Physical characteristics
- Source: Lena-Angara Plateau
- • coordinates: 57°33′17″N 105°53′42″E﻿ / ﻿57.55472°N 105.89500°E
- • elevation: 650 m (2,130 ft)
- Mouth: Lena
- • location: Ust-Kut
- • coordinates: 56°45′15″N 105°39′25″E﻿ / ﻿56.75417°N 105.65694°E
- • elevation: 284 m (932 ft)
- Length: 408 km (254 mi)
- Basin size: 12,500 km^{2} (4,800 sq mi)

Basin features
- Progression: Lena→ Laptev Sea
- • right: Kupa

= Kuta (river) =

The Kuta is a Siberian river north of Lake Baikal in Irkutsk Oblast, Russia, that flows into the Lena at Ust-Kut. With its right tributary, the Kupa, it forms a ‘T’ shape with the flat head pointing west and the point at Ust-Kut.
The river is 408 km long and its basin is about 12500 km2.

==Course==
Its source is about 650 m above sea level and its mouth, 284 m.
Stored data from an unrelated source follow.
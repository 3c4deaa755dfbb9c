use crate::app::{App, MenuItem};
use crate::state::messages::LoadRequest;
use crossterm::event::KeyCode::Char;
use crossterm::event::{KeyCode, KeyEvent, KeyEventKind, KeyModifiers};
use log::error;
use std::path::PathBuf;
use std::sync::Arc;
use tokio::sync::{Mutex, mpsc};

/// What the main loop should do after a key press.
#[derive(Debug, Clone, Copy, PartialEq, Eq)]
pub enum KeyOutcome {
    Continue,
    Quit,
}

pub async fn handle_key_bindings(
    key_event: KeyEvent,
    app: &Arc<Mutex<App>>,
    load_requests: &mpsc::Sender<LoadRequest>,
) -> KeyOutcome {
    if key_event.kind == KeyEventKind::Release {
        return KeyOutcome::Continue;
    }

    let mut guard = app.lock().await;

    if let (Char('c'), KeyModifiers::CONTROL) = (key_event.code, key_event.modifiers) {
        return KeyOutcome::Quit;
    }

    if guard.state.input.is_active() {
        let path = handle_input_key(&mut guard, key_event);
        drop(guard);
        if let Some(path) = path {
            request_load(load_requests, path).await;
        }
        return KeyOutcome::Continue;
    }

    let mut load: Option<PathBuf> = None;

    match (guard.state.active_tab, key_event.code, key_event.modifiers) {
        (_, Char('q'), _) => return KeyOutcome::Quit,

        // Tab switching
        (_, Char('1'), _) => guard.update_tab(MenuItem::Pitch),
        (_, Char('2'), _) => guard.update_tab(MenuItem::Statistics),
        (_, Char('3'), _) => guard.update_tab(MenuItem::Data),
        (_, Char('?'), _) => guard.update_tab(MenuItem::Help),
        (MenuItem::Help, KeyCode::Esc, _) => guard.exit_help(),

        // Files
        (_, Char('o'), _) => guard.begin_open_prompt(),
        (_, Char('r'), _) => load = guard.reload_path(),

        // Pitch sidebar
        (MenuItem::Pitch, KeyCode::Tab, _) => guard.sidebar_toggle_focus(),
        (MenuItem::Pitch, Char('j') | KeyCode::Down, _) => guard.sidebar_down(),
        (MenuItem::Pitch, Char('k') | KeyCode::Up, _) => guard.sidebar_up(),
        (MenuItem::Pitch, Char(' ') | KeyCode::Enter, _) => guard.sidebar_toggle(),
        (MenuItem::Pitch, Char('l') | KeyCode::Right, _) => guard.sidebar_cycle(true),
        (MenuItem::Pitch, Char('h') | KeyCode::Left, _) => guard.sidebar_cycle(false),
        (MenuItem::Pitch, Char('a'), _) => guard.select_all(),
        (MenuItem::Pitch, Char('n'), _) => guard.select_none(),
        (MenuItem::Pitch, Char('c'), _) => guard.cycle_palette(),
        (MenuItem::Pitch, Char('#'), _) => guard.begin_hex_entry(),

        // Rendering variant, any tab
        (_, Char('p'), _) => guard.toggle_responsive(),
        (_, Char('s'), _) => guard.toggle_color_scheme(),

        // Global
        (_, Char('f'), _) => guard.toggle_full_screen(),
        (_, Char('"'), _) => guard.toggle_show_logs(),

        _ => {}
    }

    drop(guard);
    if let Some(path) = load {
        request_load(load_requests, path).await;
    }
    KeyOutcome::Continue
}

/// Edit the active prompt. Returns a path once an open prompt is submitted.
fn handle_input_key(app: &mut App, key_event: KeyEvent) -> Option<PathBuf> {
    match key_event.code {
        KeyCode::Esc => app.state.input.cancel(),
        KeyCode::Enter => return app.submit_input(),
        KeyCode::Backspace => {
            app.state.input.buffer.pop();
        }
        Char(c) => app.state.input.buffer.push(c),
        _ => {}
    }
    None
}

async fn request_load(load_requests: &mpsc::Sender<LoadRequest>, path: PathBuf) {
    if let Err(e) = load_requests.send(LoadRequest::Open { path }).await {
        error!("loader is gone: {e}");
    }
}

#[cfg(test)]
mod tests {
    use super::*;
    use crate::state::app_settings::AppSettings;
    use crate::state::app_state::{InputMode, SidebarFocus};

    fn key(code: KeyCode) -> KeyEvent {
        KeyEvent::new(code, KeyModifiers::NONE)
    }

    fn setup() -> (Arc<Mutex<App>>, mpsc::Sender<LoadRequest>, mpsc::Receiver<LoadRequest>) {
        let app = Arc::new(Mutex::new(App::new(AppSettings::default())));
        let (tx, rx) = mpsc::channel(4);
        (app, tx, rx)
    }

    #[tokio::test]
    async fn quit_keys() {
        let (app, tx, _rx) = setup();
        assert_eq!(handle_key_bindings(key(Char('q')), &app, &tx).await, KeyOutcome::Quit);
        let ctrl_c = KeyEvent::new(Char('c'), KeyModifiers::CONTROL);
        assert_eq!(handle_key_bindings(ctrl_c, &app, &tx).await, KeyOutcome::Quit);
    }

    #[tokio::test]
    async fn tabs_and_sidebar_focus() {
        let (app, tx, _rx) = setup();
        handle_key_bindings(key(KeyCode::Tab), &app, &tx).await;
        assert_eq!(app.lock().await.state.sidebar, SidebarFocus::Colors);
        handle_key_bindings(key(Char('3')), &app, &tx).await;
        assert_eq!(app.lock().await.state.active_tab, MenuItem::Data);
        // Tab does nothing outside the pitch view.
        handle_key_bindings(key(KeyCode::Tab), &app, &tx).await;
        assert_eq!(app.lock().await.state.sidebar, SidebarFocus::Colors);
    }

    #[tokio::test]
    async fn open_prompt_sends_load_request() {
        let (app, tx, mut rx) = setup();
        handle_key_bindings(key(Char('o')), &app, &tx).await;
        assert_eq!(app.lock().await.state.input.mode, InputMode::OpenPath);
        for c in "a.csv".chars() {
            // 'q' and friends are text while the prompt is open.
            handle_key_bindings(key(Char(c)), &app, &tx).await;
        }
        handle_key_bindings(key(KeyCode::Backspace), &app, &tx).await;
        handle_key_bindings(key(Char('q')), &app, &tx).await;
        assert_eq!(
            handle_key_bindings(key(KeyCode::Enter), &app, &tx).await,
            KeyOutcome::Continue
        );
        let Ok(LoadRequest::Open { path }) = rx.try_recv() else {
            panic!("expected a load request");
        };
        assert_eq!(path, PathBuf::from("a.csq"));
    }

    #[tokio::test]
    async fn escape_cancels_prompt() {
        let (app, tx, mut rx) = setup();
        handle_key_bindings(key(Char('o')), &app, &tx).await;
        handle_key_bindings(key(Char('x')), &app, &tx).await;
        handle_key_bindings(key(KeyCode::Esc), &app, &tx).await;
        assert!(!app.lock().await.state.input.is_active());
        assert!(rx.try_recv().is_err());
    }

    #[tokio::test]
    async fn reload_without_file_is_a_no_op() {
        let (app, tx, mut rx) = setup();
        handle_key_bindings(key(Char('r')), &app, &tx).await;
        assert!(rx.try_recv().is_err());
    }
}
It flows first west and then south through the taiga and swampland of the Lena-Angara Plateau. At its juncture with the Kupa, it turns east and flows through a relatively narrow and deep valley to Ust-Kut. It is not navigable and is frozen from November to the middle of May. The upper course is practically uninhabited, but is used for forestry. The lower course has a few villages. The Baikal-Amur Mainline from Bratsk eastward runs along its north side for about 60 km. The next river to the west is the Ilim. In Cossack times a portage from the Ilim to the Kuta connected the Yenisei and Lena basins.

=== Tributaries ===
The Kupa is a right tributary that flows directly north and joins the Kuta where it turns east.